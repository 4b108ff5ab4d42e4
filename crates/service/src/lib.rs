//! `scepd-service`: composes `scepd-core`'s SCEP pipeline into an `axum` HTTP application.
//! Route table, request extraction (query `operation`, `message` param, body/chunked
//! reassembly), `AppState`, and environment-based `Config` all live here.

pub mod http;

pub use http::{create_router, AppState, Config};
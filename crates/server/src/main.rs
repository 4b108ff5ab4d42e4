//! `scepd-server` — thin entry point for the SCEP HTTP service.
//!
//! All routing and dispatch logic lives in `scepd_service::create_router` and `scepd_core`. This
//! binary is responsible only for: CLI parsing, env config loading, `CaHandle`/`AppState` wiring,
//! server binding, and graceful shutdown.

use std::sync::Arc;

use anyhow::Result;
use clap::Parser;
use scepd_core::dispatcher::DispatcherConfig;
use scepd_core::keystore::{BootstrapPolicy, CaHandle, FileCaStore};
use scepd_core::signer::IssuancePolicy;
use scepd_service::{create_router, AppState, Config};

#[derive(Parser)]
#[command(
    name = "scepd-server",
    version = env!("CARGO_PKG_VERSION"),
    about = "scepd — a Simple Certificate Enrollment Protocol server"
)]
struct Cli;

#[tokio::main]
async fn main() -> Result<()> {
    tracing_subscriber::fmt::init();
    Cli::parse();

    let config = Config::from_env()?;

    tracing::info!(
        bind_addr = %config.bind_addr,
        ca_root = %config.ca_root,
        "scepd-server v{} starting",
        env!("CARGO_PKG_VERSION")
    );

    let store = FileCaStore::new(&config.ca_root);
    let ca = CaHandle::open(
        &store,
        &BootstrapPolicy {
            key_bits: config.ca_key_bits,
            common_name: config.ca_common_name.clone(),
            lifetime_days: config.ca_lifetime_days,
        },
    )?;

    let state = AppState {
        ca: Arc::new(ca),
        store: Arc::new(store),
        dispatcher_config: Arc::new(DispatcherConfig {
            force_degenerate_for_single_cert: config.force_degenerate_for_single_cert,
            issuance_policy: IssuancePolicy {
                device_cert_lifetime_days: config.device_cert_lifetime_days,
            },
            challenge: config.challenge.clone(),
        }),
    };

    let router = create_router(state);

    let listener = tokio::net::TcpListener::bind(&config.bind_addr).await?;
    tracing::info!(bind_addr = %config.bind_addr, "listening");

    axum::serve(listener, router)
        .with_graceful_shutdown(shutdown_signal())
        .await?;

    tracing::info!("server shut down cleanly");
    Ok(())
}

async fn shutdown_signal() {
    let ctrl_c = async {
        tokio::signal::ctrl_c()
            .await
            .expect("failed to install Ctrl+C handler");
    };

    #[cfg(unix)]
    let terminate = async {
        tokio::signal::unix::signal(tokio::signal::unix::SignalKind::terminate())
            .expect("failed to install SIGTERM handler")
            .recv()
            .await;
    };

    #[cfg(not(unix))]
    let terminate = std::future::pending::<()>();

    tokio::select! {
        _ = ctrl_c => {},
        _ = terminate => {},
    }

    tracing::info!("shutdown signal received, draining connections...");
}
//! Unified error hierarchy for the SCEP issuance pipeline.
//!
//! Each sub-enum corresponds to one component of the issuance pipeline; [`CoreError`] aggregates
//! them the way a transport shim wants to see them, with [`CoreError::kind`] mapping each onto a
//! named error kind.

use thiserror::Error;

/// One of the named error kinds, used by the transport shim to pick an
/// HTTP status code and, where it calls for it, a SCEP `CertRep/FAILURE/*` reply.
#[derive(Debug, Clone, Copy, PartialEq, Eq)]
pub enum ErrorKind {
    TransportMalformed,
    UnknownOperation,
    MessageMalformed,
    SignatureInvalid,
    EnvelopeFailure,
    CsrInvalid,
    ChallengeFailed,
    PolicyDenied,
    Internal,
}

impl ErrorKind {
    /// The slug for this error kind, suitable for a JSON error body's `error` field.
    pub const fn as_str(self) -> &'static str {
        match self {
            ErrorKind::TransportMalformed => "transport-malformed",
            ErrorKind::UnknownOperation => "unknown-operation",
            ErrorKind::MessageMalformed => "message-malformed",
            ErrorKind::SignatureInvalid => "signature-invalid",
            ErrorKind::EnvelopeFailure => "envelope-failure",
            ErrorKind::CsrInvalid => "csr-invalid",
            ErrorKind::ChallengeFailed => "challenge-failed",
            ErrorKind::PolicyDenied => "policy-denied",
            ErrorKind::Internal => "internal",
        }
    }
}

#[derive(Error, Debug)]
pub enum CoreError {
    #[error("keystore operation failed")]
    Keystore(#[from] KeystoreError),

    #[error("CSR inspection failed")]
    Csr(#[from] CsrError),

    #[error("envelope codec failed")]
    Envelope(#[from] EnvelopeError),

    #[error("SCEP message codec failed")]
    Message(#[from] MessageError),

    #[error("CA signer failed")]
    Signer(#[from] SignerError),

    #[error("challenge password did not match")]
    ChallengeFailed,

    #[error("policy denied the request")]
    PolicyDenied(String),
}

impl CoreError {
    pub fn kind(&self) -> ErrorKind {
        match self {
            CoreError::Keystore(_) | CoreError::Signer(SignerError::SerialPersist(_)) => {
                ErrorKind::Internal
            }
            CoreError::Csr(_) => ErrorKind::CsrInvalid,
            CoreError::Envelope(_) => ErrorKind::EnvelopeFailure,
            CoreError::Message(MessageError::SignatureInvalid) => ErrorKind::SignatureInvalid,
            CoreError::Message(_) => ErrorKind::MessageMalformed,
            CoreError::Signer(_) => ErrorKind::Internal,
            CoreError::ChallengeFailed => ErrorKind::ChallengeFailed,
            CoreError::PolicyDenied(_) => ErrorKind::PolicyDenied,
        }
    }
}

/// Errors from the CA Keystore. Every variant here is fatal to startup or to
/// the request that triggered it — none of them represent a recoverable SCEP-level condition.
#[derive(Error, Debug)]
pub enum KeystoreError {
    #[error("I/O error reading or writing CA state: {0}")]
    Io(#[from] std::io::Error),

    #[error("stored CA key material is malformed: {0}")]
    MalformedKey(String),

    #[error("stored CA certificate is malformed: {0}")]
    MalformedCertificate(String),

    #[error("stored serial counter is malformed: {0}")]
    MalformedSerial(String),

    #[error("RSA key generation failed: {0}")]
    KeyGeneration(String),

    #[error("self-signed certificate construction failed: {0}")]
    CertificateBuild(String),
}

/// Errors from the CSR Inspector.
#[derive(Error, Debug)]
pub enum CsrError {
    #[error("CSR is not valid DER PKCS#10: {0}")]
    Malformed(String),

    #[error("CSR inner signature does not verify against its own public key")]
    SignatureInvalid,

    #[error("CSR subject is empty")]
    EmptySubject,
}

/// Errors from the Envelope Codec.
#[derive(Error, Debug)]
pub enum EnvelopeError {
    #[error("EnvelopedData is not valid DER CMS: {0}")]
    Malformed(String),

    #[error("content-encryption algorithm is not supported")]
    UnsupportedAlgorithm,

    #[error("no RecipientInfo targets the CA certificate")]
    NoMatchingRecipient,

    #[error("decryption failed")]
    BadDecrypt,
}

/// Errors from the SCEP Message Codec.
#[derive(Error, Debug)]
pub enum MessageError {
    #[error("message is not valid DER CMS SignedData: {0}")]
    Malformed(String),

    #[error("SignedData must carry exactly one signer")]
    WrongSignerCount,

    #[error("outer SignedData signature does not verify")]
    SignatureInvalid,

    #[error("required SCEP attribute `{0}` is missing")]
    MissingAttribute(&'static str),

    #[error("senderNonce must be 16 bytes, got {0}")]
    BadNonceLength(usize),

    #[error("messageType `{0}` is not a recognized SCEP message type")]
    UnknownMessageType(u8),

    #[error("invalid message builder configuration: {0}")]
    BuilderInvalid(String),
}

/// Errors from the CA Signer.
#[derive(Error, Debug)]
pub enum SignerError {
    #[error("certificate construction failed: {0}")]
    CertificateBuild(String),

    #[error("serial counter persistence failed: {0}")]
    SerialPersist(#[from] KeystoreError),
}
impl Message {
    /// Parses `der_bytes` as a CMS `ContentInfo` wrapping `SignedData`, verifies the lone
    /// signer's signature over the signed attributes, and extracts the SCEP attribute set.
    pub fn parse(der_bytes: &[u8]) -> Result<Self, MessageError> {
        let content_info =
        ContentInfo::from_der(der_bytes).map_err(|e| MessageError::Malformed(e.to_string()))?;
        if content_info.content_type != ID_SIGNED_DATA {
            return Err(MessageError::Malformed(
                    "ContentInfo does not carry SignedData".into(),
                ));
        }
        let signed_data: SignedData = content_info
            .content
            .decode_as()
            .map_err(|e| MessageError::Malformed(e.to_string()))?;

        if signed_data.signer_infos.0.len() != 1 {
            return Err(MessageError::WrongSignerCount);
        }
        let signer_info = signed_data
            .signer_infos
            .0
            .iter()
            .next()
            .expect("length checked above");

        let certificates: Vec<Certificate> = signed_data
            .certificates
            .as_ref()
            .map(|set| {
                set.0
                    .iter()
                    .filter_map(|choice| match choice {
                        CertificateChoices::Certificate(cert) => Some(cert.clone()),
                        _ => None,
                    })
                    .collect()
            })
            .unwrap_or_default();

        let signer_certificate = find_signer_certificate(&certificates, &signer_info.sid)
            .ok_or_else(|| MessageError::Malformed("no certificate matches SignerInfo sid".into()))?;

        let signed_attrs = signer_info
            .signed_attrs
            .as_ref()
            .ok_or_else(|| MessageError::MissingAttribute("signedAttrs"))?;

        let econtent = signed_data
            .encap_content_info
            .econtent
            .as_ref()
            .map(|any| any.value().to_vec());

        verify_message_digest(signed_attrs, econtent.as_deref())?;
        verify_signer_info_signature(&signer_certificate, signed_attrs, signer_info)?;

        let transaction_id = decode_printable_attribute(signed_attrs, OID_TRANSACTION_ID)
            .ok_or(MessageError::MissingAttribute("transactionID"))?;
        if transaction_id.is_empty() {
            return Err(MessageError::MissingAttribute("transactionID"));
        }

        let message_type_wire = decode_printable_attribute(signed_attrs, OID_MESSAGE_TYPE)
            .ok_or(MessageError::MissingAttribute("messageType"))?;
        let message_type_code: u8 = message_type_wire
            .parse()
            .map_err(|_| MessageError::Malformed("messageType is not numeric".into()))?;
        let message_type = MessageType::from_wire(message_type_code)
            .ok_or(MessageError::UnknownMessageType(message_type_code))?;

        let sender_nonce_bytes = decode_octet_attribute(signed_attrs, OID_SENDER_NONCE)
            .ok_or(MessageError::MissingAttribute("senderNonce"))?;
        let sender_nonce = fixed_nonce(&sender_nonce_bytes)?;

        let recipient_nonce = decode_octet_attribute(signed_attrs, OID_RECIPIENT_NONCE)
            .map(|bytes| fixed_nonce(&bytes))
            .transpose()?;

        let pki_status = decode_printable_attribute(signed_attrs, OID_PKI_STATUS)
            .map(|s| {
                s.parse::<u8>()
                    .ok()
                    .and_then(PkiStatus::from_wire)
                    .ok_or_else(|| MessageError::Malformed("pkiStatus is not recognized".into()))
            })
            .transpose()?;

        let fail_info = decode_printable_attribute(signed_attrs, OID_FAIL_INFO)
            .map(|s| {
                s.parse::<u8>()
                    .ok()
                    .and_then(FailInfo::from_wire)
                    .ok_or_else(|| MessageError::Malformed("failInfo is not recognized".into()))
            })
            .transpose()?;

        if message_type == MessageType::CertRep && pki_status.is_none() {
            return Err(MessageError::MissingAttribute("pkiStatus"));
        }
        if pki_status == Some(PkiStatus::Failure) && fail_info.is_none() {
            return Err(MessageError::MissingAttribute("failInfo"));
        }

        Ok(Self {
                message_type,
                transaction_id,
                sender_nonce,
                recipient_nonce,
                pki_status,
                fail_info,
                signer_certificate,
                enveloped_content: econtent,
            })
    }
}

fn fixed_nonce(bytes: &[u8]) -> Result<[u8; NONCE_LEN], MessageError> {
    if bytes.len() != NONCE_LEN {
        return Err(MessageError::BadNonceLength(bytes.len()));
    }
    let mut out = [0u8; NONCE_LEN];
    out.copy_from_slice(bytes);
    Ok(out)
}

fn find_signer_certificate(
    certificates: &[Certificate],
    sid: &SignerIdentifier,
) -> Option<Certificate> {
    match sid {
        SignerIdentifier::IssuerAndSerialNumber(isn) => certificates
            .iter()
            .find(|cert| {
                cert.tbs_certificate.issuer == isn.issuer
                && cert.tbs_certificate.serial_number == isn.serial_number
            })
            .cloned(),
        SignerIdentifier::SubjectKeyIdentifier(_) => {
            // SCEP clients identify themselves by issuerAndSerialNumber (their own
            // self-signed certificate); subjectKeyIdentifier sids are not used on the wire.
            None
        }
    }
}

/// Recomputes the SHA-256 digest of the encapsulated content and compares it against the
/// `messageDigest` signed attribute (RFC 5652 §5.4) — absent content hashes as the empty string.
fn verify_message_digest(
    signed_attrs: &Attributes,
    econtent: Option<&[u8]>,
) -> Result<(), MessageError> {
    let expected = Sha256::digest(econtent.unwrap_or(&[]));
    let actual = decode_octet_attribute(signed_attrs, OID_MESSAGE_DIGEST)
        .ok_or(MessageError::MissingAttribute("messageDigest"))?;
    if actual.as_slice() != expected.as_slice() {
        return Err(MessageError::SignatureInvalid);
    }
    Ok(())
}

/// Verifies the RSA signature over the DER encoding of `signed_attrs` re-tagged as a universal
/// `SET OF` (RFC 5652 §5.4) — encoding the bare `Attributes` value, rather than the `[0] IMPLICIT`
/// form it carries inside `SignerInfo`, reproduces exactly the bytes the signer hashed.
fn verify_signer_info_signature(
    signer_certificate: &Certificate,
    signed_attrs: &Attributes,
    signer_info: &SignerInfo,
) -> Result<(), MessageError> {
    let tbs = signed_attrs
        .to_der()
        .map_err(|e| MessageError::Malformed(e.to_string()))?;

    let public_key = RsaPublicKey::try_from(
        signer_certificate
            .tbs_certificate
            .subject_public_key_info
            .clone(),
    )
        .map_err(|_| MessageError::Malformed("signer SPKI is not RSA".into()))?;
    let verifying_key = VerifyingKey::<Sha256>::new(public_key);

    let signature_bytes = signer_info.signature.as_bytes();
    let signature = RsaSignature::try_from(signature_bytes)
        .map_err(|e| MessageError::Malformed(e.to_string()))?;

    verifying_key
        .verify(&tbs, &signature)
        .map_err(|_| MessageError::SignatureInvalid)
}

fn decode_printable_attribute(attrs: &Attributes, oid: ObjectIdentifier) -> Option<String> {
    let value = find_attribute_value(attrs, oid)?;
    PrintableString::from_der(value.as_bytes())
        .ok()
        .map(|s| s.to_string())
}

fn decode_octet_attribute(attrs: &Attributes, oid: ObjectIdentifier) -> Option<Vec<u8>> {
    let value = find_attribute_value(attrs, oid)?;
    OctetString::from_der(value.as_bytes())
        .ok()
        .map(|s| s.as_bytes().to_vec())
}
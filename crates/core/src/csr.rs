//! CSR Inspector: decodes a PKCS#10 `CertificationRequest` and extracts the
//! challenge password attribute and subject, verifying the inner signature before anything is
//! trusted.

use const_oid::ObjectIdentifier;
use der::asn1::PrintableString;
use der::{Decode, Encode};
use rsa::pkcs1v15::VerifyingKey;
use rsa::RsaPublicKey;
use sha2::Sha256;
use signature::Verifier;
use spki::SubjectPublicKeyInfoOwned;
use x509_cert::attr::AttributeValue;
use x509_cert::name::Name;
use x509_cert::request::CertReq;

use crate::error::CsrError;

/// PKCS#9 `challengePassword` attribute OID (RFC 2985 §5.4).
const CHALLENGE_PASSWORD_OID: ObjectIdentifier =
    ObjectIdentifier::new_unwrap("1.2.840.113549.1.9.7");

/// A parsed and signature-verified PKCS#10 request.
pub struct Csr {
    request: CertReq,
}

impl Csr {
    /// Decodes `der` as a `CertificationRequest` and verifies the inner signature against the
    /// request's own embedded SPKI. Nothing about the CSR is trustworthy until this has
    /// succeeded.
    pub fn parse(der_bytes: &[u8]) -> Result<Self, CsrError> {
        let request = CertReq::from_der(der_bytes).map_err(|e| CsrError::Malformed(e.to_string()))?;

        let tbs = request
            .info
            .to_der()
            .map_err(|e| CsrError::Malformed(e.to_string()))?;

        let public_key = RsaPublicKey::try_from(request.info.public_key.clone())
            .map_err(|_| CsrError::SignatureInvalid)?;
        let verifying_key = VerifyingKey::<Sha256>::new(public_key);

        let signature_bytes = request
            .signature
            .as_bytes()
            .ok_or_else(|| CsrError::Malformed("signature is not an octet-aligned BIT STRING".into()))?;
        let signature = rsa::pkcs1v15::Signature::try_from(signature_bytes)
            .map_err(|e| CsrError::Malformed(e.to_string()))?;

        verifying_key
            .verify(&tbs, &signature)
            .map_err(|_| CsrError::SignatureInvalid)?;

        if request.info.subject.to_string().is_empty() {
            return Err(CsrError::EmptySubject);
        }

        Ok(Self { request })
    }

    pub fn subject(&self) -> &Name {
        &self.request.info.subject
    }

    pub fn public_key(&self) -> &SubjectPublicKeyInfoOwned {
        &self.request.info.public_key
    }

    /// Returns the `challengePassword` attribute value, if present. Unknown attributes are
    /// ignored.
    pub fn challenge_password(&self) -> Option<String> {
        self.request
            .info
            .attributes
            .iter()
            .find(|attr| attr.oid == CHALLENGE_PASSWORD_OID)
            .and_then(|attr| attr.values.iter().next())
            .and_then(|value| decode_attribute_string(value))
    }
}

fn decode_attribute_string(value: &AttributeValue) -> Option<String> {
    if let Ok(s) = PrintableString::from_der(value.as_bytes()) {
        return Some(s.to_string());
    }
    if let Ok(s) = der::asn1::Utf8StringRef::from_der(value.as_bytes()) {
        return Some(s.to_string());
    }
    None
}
——————————
[PROBLEM REQUIREMENTS] Among the records above, find each line containing the string "CoreError" and copy it.

[SOLUTION TO THE PROBLEM]
//! Each sub-enum corresponds to one component of the issuance pipeline; [`CoreError`] aggregates
//! them the way a transport shim wants to see them, with [`CoreError::kind`] mapping each onto a
pub enum CoreError {
impl CoreError {
            CoreError::Keystore(_) | CoreError::Signer(SignerError::SerialPersist(_)) => {
            CoreError::Csr(_) => ErrorKind::CsrInvalid,
            CoreError::Envelope(_) => ErrorKind::EnvelopeFailure,
            CoreError::Message(MessageError::SignatureInvalid) => ErrorKind::SignatureInvalid,
            CoreError::Message(_) => ErrorKind::MessageMalformed,
            CoreError::Signer(_) => ErrorKind::Internal,
            CoreError::ChallengeFailed => ErrorKind::ChallengeFailed,
            CoreError::PolicyDenied(_) => ErrorKind::PolicyDenied,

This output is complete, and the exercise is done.